At present, the growth mechanism of mechanochemical polymerization of polyaniline nanostructures remains unclear, and further investigations are required. Some may argue that polymerization did not take place during the mechanical processing but occurred after the samples were purified with water. However, this is unlikely the case since it is convenient to monitor the process of polymerization by the obvious appearance change of the mixture. The reaction proceeded so quickly that the loose mixture of the powders of CNF and aniline would change to a hard block in just 1 min when all the FeCl3 was added in one portion. In contrast, when aniline was polymerized with FeCl3 as an oxidation agent in water, no polyaniline products precipitated in such a short time, and even the color of the solution did not change. All these indicated that the mechanochemical reaction took place easily and could be attributed to the strong Lewis acid characteristic of FeCl3  and the Lewis base characteristic of aniline, respectively. Although water was used to purify the product and could provide another possible reaction system for the polymerization, the washing time (several minutes) was obviously too short for the polymerization in the solution-based method.
On the formation of branched fibrous PANI, we believe that the mechanism is likely to be related to both the mechanochemical oxidation polymerization process and the linear nature of the PANI macromolecule chains . It is known that the final structure of the products depends on the rates of nucleation and growth during the process of the reaction. At the start of the reaction, the aniline monomer is easily absorbed on the surface of treated CNFs through hydrogen bonding. When mixing with FeCl3, both the layered structure and strong Lewis acid characteristics of FeCl3 benefit the mechanochemical reaction with aniline as the NH2 group in aniline can easily coordinate to the iron ions with one free orbital through the free electron pair of the nitrogen atoms and complete the electron exchange . Mechanical grinding not only causes new surfaces for the oxidation polymerization, but also promotes interfacial diffusion of the reactants and CNFs. Moreover, the diffusion of solid reactant particles at ambient temperature is often short-range during the mechanochemical reaction and is favorable for the formation of short polymer nanofibers. In addition, the in situ mechanochemical polymerization process may allow the polymerization to have a more site-selective interaction with the CNFs, resulting in a more effective electron delocalization and enhancing the electrochemical activity of the products. According to the conventional nucleation and growth theory , the PANI coating and the nanofibers that initially formed on the surfaces of CNFs serve as nucleation sites and surface active sites for further growth of the polymer shell and secondary fibers. Subsequent growth of PANI on such preformed rough polymer shells and nanofibers may lead to the formation of dendrites around the CNFs (as shown in Figure 7) since the heterogeneous growth of available nuclei is energetically more favorable than the formation of new nuclei .
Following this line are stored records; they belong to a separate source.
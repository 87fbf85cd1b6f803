//! GitLab platform service implementation

use crate::error::{Error, Result};
use crate::platform::{HostingService, Page, http_client};
use crate::types::{Group, MergeRequest};
use async_trait::async_trait;
use reqwest::{Client, RequestBuilder, Response};
use serde::Deserialize;
use serde::de::DeserializeOwned;
use std::time::Duration;
use tracing::debug;

/// Page size requested from every list endpoint (GitLab's maximum)
pub const PAGE_SIZE: u32 = 100;

/// Header carrying the next page number
const NEXT_PAGE_HEADER: &str = "x-next-page";

/// GitLab service using reqwest
pub struct GitLabService {
    client: Client,
    token: String,
    base_url: String,
}

#[derive(Deserialize)]
struct User {
    #[serde(default)]
    email: Option<String>,
}

impl GitLabService {
    /// Create a new GitLab service for `base_url` (e.g. `https://gitlab.example.com`)
    pub fn new(base_url: &str, token: String, timeout: Duration) -> Result<Self> {
        let client = http_client(timeout)?;

        Ok(Self {
            client,
            token,
            base_url: base_url.trim_end_matches('/').to_string(),
        })
    }

    fn api_url(&self, path: &str) -> String {
        format!("{}/api/v4{}", self.base_url, path)
    }

    fn authed(&self, request: RequestBuilder) -> RequestBuilder {
        request.header("PRIVATE-TOKEN", &self.token)
    }

    fn next_page(response: &Response) -> Option<u32> {
        response
            .headers()
            .get(NEXT_PAGE_HEADER)
            .and_then(|v| v.to_str().ok())
            .and_then(|s| s.trim().parse().ok())
    }

    async fn get_page<T: DeserializeOwned>(
        &self,
        path: &str,
        query: &[(&str, String)],
    ) -> Result<Page<T>> {
        let response = self
            .authed(self.client.get(self.api_url(path)))
            .query(query)
            .send()
            .await?
            .error_for_status()
            .map_err(|e| Error::GitLabApi(e.to_string()))?;

        let next_page = Self::next_page(&response);
        let items: Vec<T> = response.json().await?;
        Ok(Page::new(items, next_page))
    }
}

#[async_trait]
impl HostingService for GitLabService {
    async fn list_groups(&self, page: u32) -> Result<Page<Group>> {
        debug!(page, "listing groups");
        let groups: Page<Group> = self
            .get_page(
                "/groups",
                &[
                    ("page", page.to_string()),
                    ("per_page", PAGE_SIZE.to_string()),
                ],
            )
            .await?;
        debug!(
            page,
            count = groups.items.len(),
            next_page = ?groups.next_page,
            "listed groups"
        );
        Ok(groups)
    }

    async fn list_stale_merge_requests(
        &self,
        group_id: u64,
        updated_before: &str,
        page: u32,
    ) -> Result<Page<MergeRequest>> {
        debug!(group_id, updated_before, page, "listing stale MRs");
        let mrs: Page<MergeRequest> = self
            .get_page(
                &format!("/groups/{group_id}/merge_requests"),
                &[
                    ("non_archived", "true".to_string()),
                    ("state", "opened".to_string()),
                    ("scope", "all".to_string()),
                    ("updated_before", updated_before.to_string()),
                    ("page", page.to_string()),
                    ("per_page", PAGE_SIZE.to_string()),
                ],
            )
            .await?;
        debug!(
            group_id,
            page,
            count = mrs.items.len(),
            next_page = ?mrs.next_page,
            "listed stale MRs"
        );
        Ok(mrs)
    }

    async fn assign_merge_request(&self, project_id: u64, iid: u64, user_id: u64) -> Result<()> {
        debug!(project_id, mr_iid = iid, user_id, "assigning MR");
        let url = self.api_url(&format!("/projects/{project_id}/merge_requests/{iid}"));

        self.authed(self.client.put(&url))
            .json(&serde_json::json!({ "assignee_id": user_id }))
            .send()
            .await?
            .error_for_status()
            .map_err(|e| Error::GitLabApi(e.to_string()))?;

        debug!(project_id, mr_iid = iid, user_id, "assigned MR");
        Ok(())
    }

    async fn get_user_email(&self, user_id: u64) -> Result<Option<String>> {
        debug!(user_id, "getting user email");
        let url = self.api_url(&format!("/users/{user_id}"));

        let user: User = self
            .authed(self.client.get(&url))
            .send()
            .await?
            .error_for_status()
            .map_err(|e| Error::GitLabApi(e.to_string()))?
            .json()
            .await?;

        let email = user.email.filter(|e| !e.is_empty());
        debug!(user_id, found = email.is_some(), "got user email");
        Ok(email)
    }
}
A facile process to functionalize carbon nanofiber with nanostructured polyaniline was developed via a simple mechanochemical in situ polymerization method. TEM examinations confirmed the grafting (and/or coating) of novel hierarchical nanostructured polyaniline onto carbon nanofibers. The resultant hybrid composites showed good dispersibility, and their dispersion had good stability which benefited their processability. Electrochemical tests also showed that the electrochemical specific capacitance of the PANI-functionalized CNFs was much larger than that of the CNFs.
differential scanning calorimetry
Fourier transform infrared
scanning electron microscopy
transmission electron microscopy
X-ray diffraction patterns.
XD acknowledges the award of the University of Sydney Bridging Fellowship. HL thanks the University of Sydney for the support of this project through the University of Sydney Bridging Support Grant 2011.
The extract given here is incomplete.